Questa scoperta è cruciale perché affronta uno dei maggiori ostacoli della transizione energetica: lo stoccaggio. Le energie rinnovabili come il solare e l’eolico sono intermittenti e richiedono batterie per immagazzinare l’energia prodotta. Le batterie attuali dipendono da materiali come litio e cobalto, le cui catene di approvvigionamento sono costose, inquinanti e geopoliticamente instabili. Un sistema di stoccaggio basato su cemento e batteri utilizzerebbe risorse abbondanti e a basso costo, offrendo una soluzione decentralizzata, scalabile e potenzialmente molto più sostenibile ed economica.

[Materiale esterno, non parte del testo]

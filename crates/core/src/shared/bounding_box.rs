/// Axis-aligned face box in frame pixel coordinates.
///
/// Produced fresh by the detector every detection cycle; the position in the
/// returned `Vec` is the only identity a box has.
#[derive(Clone, Copy, Debug, PartialEq, Eq)]
pub struct BoundingBox {
    pub x: i32,
    pub y: i32,
    pub width: i32,
    pub height: i32,
}

impl BoundingBox {
    pub fn new(x: i32, y: i32, width: i32, height: i32) -> Self {
        Self {
            x,
            y,
            width,
            height,
        }
    }

    /// Strict interior hit test: points on the border do not count.
    pub fn contains(&self, px: i32, py: i32) -> bool {
        self.x < px && px < self.x + self.width && self.y < py && py < self.y + self.height
    }

    pub fn center(&self) -> (f64, f64) {
        (
            self.x as f64 + self.width as f64 / 2.0,
            self.y as f64 + self.height as f64 / 2.0,
        )
    }

    /// Shifts a box detected inside `roi` back into full-frame coordinates.
    pub fn translated_from(&self, roi: &RegionOfInterest) -> BoundingBox {
        BoundingBox {
            x: self.x + roi.x,
            y: self.y + roi.y,
            ..*self
        }
    }
}

/// Sub-rectangle of the frame searched preferentially while a face is tracked.
///
/// Always lies inside `[0, frame_width) x [0, frame_height)`; an empty ROI
/// (zero width or height) is never used for searching.
#[derive(Clone, Copy, Debug, PartialEq, Eq)]
pub struct RegionOfInterest {
    pub x: i32,
    pub y: i32,
    pub width: i32,
    pub height: i32,
}

impl RegionOfInterest {
    pub fn is_empty(&self) -> bool {
        self.width <= 0 || self.height <= 0
    }

    pub fn fits_within(&self, frame_width: u32, frame_height: u32) -> bool {
        self.x >= 0
            && self.y >= 0
            && self.width >= 0
            && self.height >= 0
            && (self.x + self.width) as i64 <= frame_width as i64
            && (self.y + self.height) as i64 <= frame_height as i64
    }
}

3. Quale potrebbe essere la ricaduta pratica ed economica di questa tecnologia se venisse sviluppata su larga scala?
La ricaduta sarebbe trasformativa. A livello economico, si creerebbe un nuovo mercato per i materiali da costruzione “energetici”, riducendo i costi per lo stoccaggio di energia sia a livello domestico che industriale. Le infrastrutture (edifici, ponti, strade) potrebbero diventare asset energetici, generando valore invece di essere solo costi di manutenzione. Questo aumenterebbe la resilienza della rete elettrica, favorirebbe l’autoconsumo da fonti rinnovabili e ridurrebbe la dipendenza strategica dall’importazione di materie prime critiche, con notevoli vantaggi per la bilancia commerciale e la sicurezza nazionale.